Collected data
****
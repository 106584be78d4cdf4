//! Common traits and types that are useful for working with `vtk_readers`
#![allow(unused_imports)]

pub use crate::data::{Block, Dataset, MultiBlock};
pub use crate::mesh::{Geometry, Mesh};
pub use crate::selection::ArrayDomain;
pub use crate::traits::{ArraySelection, Decoder, Reader, TimeSeries};

pub(crate) use crate::array::{Attributes, DataArray, ScalarType};
pub(crate) use crate::{DecodeError, Error};

pub(crate) use derive_more::{Constructor, Display, From};

pub(crate) use ndarray::{Array1, Array2, ArrayView1, Axis};

pub(crate) use std::path::{Path, PathBuf};
//! Static table mapping file suffixes, file contents and directory layouts to reader
//! kinds.
//!
//! The table is built at compile time and never mutated, so [`FormatRegistry::global`]
//! can be shared freely.

use crate::prelude::*;
use crate::utils::lowercase_file_name;

use quick_xml::events::Event;
use quick_xml::reader::Reader as XmlReader;

use std::fmt;
use std::io::Read;

#[derive(Debug, Clone, Copy, PartialEq, Eq, Hash)]
/// Every format a reader can be constructed for
pub enum ReaderKind {
    AvsUcd,
    BinaryMarchingCubes,
    Bmp,
    Byu,
    Cgns,
    Dem,
    Dicom,
    EnSight,
    Facet,
    Fluent,
    Gambit,
    GeSigna,
    Gif,
    Hdf,
    Hdr,
    Jpeg,
    LegacyVtk,
    MetaImage,
    Mfix,
    Nifti,
    Nrrd,
    Obj,
    OpenFoam,
    /// raw Plot3D grids, constructed directly through [`Plot3DReader`](crate::Plot3DReader)
    Plot3D,
    Plot3DMeta,
    Ply,
    Png,
    Pnm,
    Pts,
    Pvd,
    PVtk,
    PVtr,
    PVtu,
    Slc,
    Stl,
    Tecplot,
    Tiff,
    Xdmf,
    XmlImageData,
    XmlMultiBlock,
    XmlPolyData,
    XmlRectilinearGrid,
    XmlStructuredGrid,
    XmlUnstructuredGrid,
}

impl fmt::Display for ReaderKind {
    fn fmt(&self, f: &mut fmt::Formatter<'_>) -> fmt::Result {
        write!(f, "{self:?}")
    }
}

impl ReaderKind {
    /// the `VTKFile type` attribute of the serial VTK XML kinds
    pub fn xml_type(&self) -> Option<&'static str> {
        match self {
            Self::XmlImageData => Some("ImageData"),
            Self::XmlRectilinearGrid => Some("RectilinearGrid"),
            Self::XmlStructuredGrid => Some("StructuredGrid"),
            Self::XmlUnstructuredGrid => Some("UnstructuredGrid"),
            Self::XmlPolyData => Some("PolyData"),
            _ => None,
        }
    }
}

#[derive(Debug, Clone, Copy, PartialEq, Eq)]
/// Content check used when several kinds share a suffix
pub enum Probe {
    /// the file is not a VTK XML document
    LegacyVtk,
    /// the file is a VTK XML document with this `type` attribute
    XmlType(&'static str),
}

impl Probe {
    fn matches(&self, xml_type: Option<&str>) -> bool {
        match self {
            Self::LegacyVtk => xml_type.is_none(),
            Self::XmlType(expected) => xml_type == Some(*expected),
        }
    }
}

#[derive(Debug, Clone, Copy, PartialEq, Eq)]
/// Content check for directory inputs
pub enum DirectoryProbe {
    /// some entry of the directory carries this extension
    ContainsExtension(&'static str),
    /// this relative path exists inside the directory
    ContainsPath(&'static str),
}

impl DirectoryProbe {
    fn matches(&self, directory: &Path) -> bool {
        match self {
            Self::ContainsExtension(extension) => std::fs::read_dir(directory)
                .map(|entries| {
                    entries.filter_map(|e| e.ok()).any(|entry| {
                        entry
                            .path()
                            .extension()
                            .and_then(|e| e.to_str())
                            .map(|e| e.eq_ignore_ascii_case(extension))
                            .unwrap_or(false)
                    })
                })
                .unwrap_or(false),
            Self::ContainsPath(relative) => directory.join(relative).exists(),
        }
    }
}

#[derive(Debug, Clone, Copy, PartialEq, Eq)]
/// Whether a kind is constructed from a file, a directory, or either
pub enum Arity {
    File,
    Directory,
    FileOrDirectory,
}

#[derive(Debug, Clone, Copy, PartialEq, Eq)]
/// How a directory is recognised, and how strongly. The highest specificity among
/// matching rules wins.
pub struct DirectoryRule {
    pub probe: DirectoryProbe,
    pub specificity: u8,
}

#[derive(Debug, Clone, Copy, PartialEq, Eq)]
pub struct ReaderDescriptor {
    pub kind: ReaderKind,
    /// lowercase suffixes including the leading dot
    pub suffixes: &'static [&'static str],
    pub probe: Option<Probe>,
    pub arity: Arity,
    pub directory: Option<DirectoryRule>,
}

impl ReaderDescriptor {
    const fn file(kind: ReaderKind, suffixes: &'static [&'static str]) -> Self {
        Self {
            kind,
            suffixes,
            probe: None,
            arity: Arity::File,
            directory: None,
        }
    }

    const fn probed(kind: ReaderKind, suffixes: &'static [&'static str], probe: Probe) -> Self {
        Self {
            kind,
            suffixes,
            probe: Some(probe),
            arity: Arity::File,
            directory: None,
        }
    }

    const fn with_directory(mut self, probe: DirectoryProbe, specificity: u8) -> Self {
        self.arity = Arity::FileOrDirectory;
        self.directory = Some(DirectoryRule { probe, specificity });
        self
    }

    pub fn accepts_directory(&self) -> bool {
        matches!(self.arity, Arity::Directory | Arity::FileOrDirectory)
    }

    pub fn accepts_file(&self) -> bool {
        matches!(self.arity, Arity::File | Arity::FileOrDirectory)
    }

    /// length of the longest suffix of this descriptor that `file_name` ends with
    fn suffix_match(&self, file_name: &str) -> Option<usize> {
        self.suffixes
            .iter()
            .filter(|suffix| file_name.ends_with(*suffix) && file_name.len() > suffix.len())
            .map(|suffix| suffix.len())
            .max()
    }
}

use ReaderKind as K;

static DESCRIPTORS: &[ReaderDescriptor] = &[
    ReaderDescriptor::file(K::AvsUcd, &[".inp", ".avsucd"]),
    ReaderDescriptor::file(K::BinaryMarchingCubes, &[".tri"]),
    ReaderDescriptor::file(K::Bmp, &[".bmp"]),
    ReaderDescriptor::file(K::Byu, &[".g", ".byu"]),
    ReaderDescriptor::file(K::Cgns, &[".cgns"]),
    ReaderDescriptor::file(K::Dem, &[".dem"]),
    ReaderDescriptor::file(K::Dicom, &[".dcm"]).with_directory(DirectoryProbe::ContainsExtension("dcm"), 1),
    ReaderDescriptor::file(K::EnSight, &[".case"]),
    ReaderDescriptor::file(K::Facet, &[".facet"]),
    ReaderDescriptor::file(K::Fluent, &[".cas"]),
    ReaderDescriptor::file(K::Gambit, &[".neu"]),
    ReaderDescriptor::file(K::GeSigna, &[".mr"]),
    ReaderDescriptor::file(K::Gif, &[".gif"]),
    ReaderDescriptor::file(K::Hdf, &[".hdf", ".vtkhdf"]),
    ReaderDescriptor::file(K::Hdr, &[".hdr"]),
    ReaderDescriptor::file(K::Jpeg, &[".jpg", ".jpeg"]),
    ReaderDescriptor::probed(K::LegacyVtk, &[".vtk"], Probe::LegacyVtk),
    ReaderDescriptor::file(K::MetaImage, &[".mha", ".mhd"]),
    ReaderDescriptor::file(K::Mfix, &[".res"]),
    ReaderDescriptor::file(K::Nifti, &[".nii", ".nii.gz"]),
    ReaderDescriptor::file(K::Nrrd, &[".nrrd", ".nhdr"]),
    ReaderDescriptor::file(K::Obj, &[".obj"]),
    ReaderDescriptor::file(K::OpenFoam, &[".foam"])
        .with_directory(DirectoryProbe::ContainsPath("system/controlDict"), 2),
    ReaderDescriptor::file(K::Plot3DMeta, &[".p3d"]),
    ReaderDescriptor::file(K::Ply, &[".ply"]),
    ReaderDescriptor::file(K::Png, &[".png"]),
    ReaderDescriptor::file(K::Pnm, &[".pnm", ".pgm", ".ppm"]),
    ReaderDescriptor::file(K::Pts, &[".pts"]),
    ReaderDescriptor::file(K::Pvd, &[".pvd"]),
    ReaderDescriptor::file(K::PVtk, &[".pvtk"]),
    ReaderDescriptor::file(K::PVtr, &[".pvtr"]),
    ReaderDescriptor::file(K::PVtu, &[".pvtu"]),
    ReaderDescriptor::file(K::Slc, &[".slc"]),
    ReaderDescriptor::file(K::Stl, &[".stl"]),
    ReaderDescriptor::file(K::Tecplot, &[".dat"]),
    ReaderDescriptor::file(K::Tiff, &[".tif", ".tiff"]),
    ReaderDescriptor::file(K::Xdmf, &[".xdmf"]),
    ReaderDescriptor::probed(K::XmlImageData, &[".vti", ".vtk"], Probe::XmlType("ImageData")),
    ReaderDescriptor::file(K::XmlMultiBlock, &[".vtm", ".vtmb"]),
    ReaderDescriptor::probed(K::XmlPolyData, &[".vtp", ".vtk"], Probe::XmlType("PolyData")),
    ReaderDescriptor::probed(
        K::XmlRectilinearGrid,
        &[".vtr", ".vtk"],
        Probe::XmlType("RectilinearGrid"),
    ),
    ReaderDescriptor::probed(
        K::XmlStructuredGrid,
        &[".vts", ".vtk"],
        Probe::XmlType("StructuredGrid"),
    ),
    ReaderDescriptor::probed(
        K::XmlUnstructuredGrid,
        &[".vtu", ".vtk"],
        Probe::XmlType("UnstructuredGrid"),
    ),
];

static GLOBAL: FormatRegistry = FormatRegistry {
    descriptors: DESCRIPTORS,
};

#[derive(Debug)]
/// Lookup from a path to the [`ReaderDescriptor`] that handles it
pub struct FormatRegistry {
    descriptors: &'static [ReaderDescriptor],
}

impl FormatRegistry {
    /// the process wide registry
    pub fn global() -> &'static FormatRegistry {
        &GLOBAL
    }

    pub fn descriptors(&self) -> &[ReaderDescriptor] {
        self.descriptors
    }

    pub fn descriptor(&self, kind: ReaderKind) -> Option<&ReaderDescriptor> {
        self.descriptors.iter().find(|d| d.kind == kind)
    }

    /// resolve a directory or a file path
    pub fn resolve(&self, path: &Path) -> Result<&ReaderDescriptor, Error> {
        if path.is_dir() {
            self.resolve_directory(path)
        } else {
            self.resolve_file(path)
        }
    }

    /// Resolve a file path by its longest matching suffix, probing the file contents
    /// when several kinds share that suffix. A file that cannot be opened falls back
    /// to the first candidate, so a missing path is reported at construction.
    pub fn resolve_file(&self, path: &Path) -> Result<&ReaderDescriptor, Error> {
        let file_name = lowercase_file_name(path)
            .ok_or_else(|| Error::unsupported(path, "path has no file name"))?;

        let longest = self
            .descriptors
            .iter()
            .filter_map(|d| d.suffix_match(&file_name))
            .max()
            .ok_or_else(|| Error::unsupported(path, "no reader is registered for this file suffix"))?;

        let candidates: Vec<&ReaderDescriptor> = self
            .descriptors
            .iter()
            .filter(|d| d.suffix_match(&file_name) == Some(longest))
            .collect();

        let descriptor = match candidates.as_slice() {
            [only] => *only,
            _ => {
                let xml_type = sniff_xml_type(path);
                candidates
                    .iter()
                    .find(|d| d.probe.map(|p| p.matches(xml_type.as_deref())).unwrap_or(false))
                    .or_else(|| candidates.first())
                    .copied()
                    .ok_or_else(|| Error::unsupported(path, "no reader matches the file contents"))?
            }
        };

        tracing::debug!(path = %path.display(), kind = %descriptor.kind, "resolved reader");
        Ok(descriptor)
    }

    /// Resolve a directory by inspecting its contents. The matching rule with the
    /// highest specificity wins.
    pub fn resolve_directory(&self, path: &Path) -> Result<&ReaderDescriptor, Error> {
        let descriptor = self
            .descriptors
            .iter()
            .filter_map(|d| d.directory.map(|rule| (d, rule)))
            .filter(|(_, rule)| rule.probe.matches(path))
            .max_by_key(|(_, rule)| rule.specificity)
            .map(|(d, _)| d)
            .ok_or_else(|| Error::unsupported(path, "no reader recognises the directory contents"))?;

        tracing::debug!(path = %path.display(), kind = %descriptor.kind, "resolved directory reader");
        Ok(descriptor)
    }
}

/// the `type` attribute of a `VTKFile` root element, if the file starts like one
fn sniff_xml_type(path: &Path) -> Option<String> {
    let mut head = Vec::new();
    std::fs::File::open(path)
        .ok()?
        .take(4096)
        .read_to_end(&mut head)
        .ok()?;

    let mut reader = XmlReader::from_reader(head.as_slice());
    let mut buffer = Vec::new();

    loop {
        match reader.read_event_into(&mut buffer).ok()? {
            Event::Start(start) | Event::Empty(start) => {
                if start.name().as_ref() != b"VTKFile" {
                    return None;
                }
                return start
                    .attributes()
                    .filter_map(|a| a.ok())
                    .find(|a| a.key.as_ref() == b"type")
                    .and_then(|a| a.unescape_value().ok())
                    .map(|v| v.into_owned());
            }
            Event::Eof => return None,
            _ => (),
        }
        buffer.clear();
    }
}

#[cfg(test)]
mod tests {
    use super::*;

    #[test]
    fn suffixes_are_case_insensitive_and_longest_first() {
        let registry = FormatRegistry::global();

        let kind = |name: &str| registry.resolve_file(Path::new(name)).map(|d| d.kind).unwrap();

        assert_eq!(kind("brain.nii.gz"), ReaderKind::Nifti);
        assert_eq!(kind("BRAIN.NII"), ReaderKind::Nifti);
        assert_eq!(kind("mesh.VTU"), ReaderKind::XmlUnstructuredGrid);
        assert_eq!(kind("missing.vtk"), ReaderKind::LegacyVtk);
        assert!(registry.resolve_file(Path::new("archive.gz")).is_err());
        assert!(registry.resolve_file(Path::new("grid.xyz")).is_err());
    }

    #[test]
    fn directory_specificities_are_unique() {
        let mut specificities: Vec<u8> = FormatRegistry::global()
            .descriptors()
            .iter()
            .filter_map(|d| d.directory.map(|rule| rule.specificity))
            .collect();
        let total = specificities.len();

        specificities.sort_unstable();
        specificities.dedup();
        assert_eq!(specificities.len(), total);
    }

    #[test]
    fn suffixes_are_lowercase_and_unique_per_kind() {
        for descriptor in FormatRegistry::global().descriptors() {
            for suffix in descriptor.suffixes {
                assert!(suffix.starts_with('.'));
                assert_eq!(*suffix, suffix.to_ascii_lowercase());
            }
        }

        let mut kinds: Vec<String> = FormatRegistry::global()
            .descriptors()
            .iter()
            .map(|d| d.kind.to_string())
            .collect();
        let total = kinds.len();
        kinds.sort();
        kinds.dedup();
        assert_eq!(kinds.len(), total);
    }

    #[test]
    fn xml_content_selects_kind() {
        let dir = tempfile::tempdir().unwrap();

        let xml = dir.path().join("surface.vtk");
        std::fs::write(&xml, r#"<?xml version="1.0"?><VTKFile type="PolyData"></VTKFile>"#).unwrap();
        let legacy = dir.path().join("legacy.vtk");
        std::fs::write(&legacy, "# vtk DataFile Version 3.0\nlegacy\nASCII\n").unwrap();

        let registry = FormatRegistry::global();
        assert_eq!(registry.resolve(&xml).unwrap().kind, ReaderKind::XmlPolyData);
        assert_eq!(registry.resolve(&legacy).unwrap().kind, ReaderKind::LegacyVtk);
    }

    #[test]
    fn most_specific_directory_wins() {
        let dir = tempfile::tempdir().unwrap();
        std::fs::create_dir(dir.path().join("system")).unwrap();
        std::fs::write(dir.path().join("system/controlDict"), "").unwrap();
        std::fs::write(dir.path().join("slice.dcm"), "").unwrap();

        let registry = FormatRegistry::global();
        assert_eq!(registry.resolve(dir.path()).unwrap().kind, ReaderKind::OpenFoam);

        std::fs::remove_dir_all(dir.path().join("system")).unwrap();
        assert_eq!(registry.resolve(dir.path()).unwrap().kind, ReaderKind::Dicom);

        std::fs::remove_file(dir.path().join("slice.dcm")).unwrap();
        assert!(matches!(
            registry.resolve(dir.path()),
            Err(Error::UnsupportedFormat { .. })
        ));
    }
}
****
[PROMPT] A single figure is required: the number of lines above in which the string "BinaryMarchingCubes" appears.

[RESULT] 2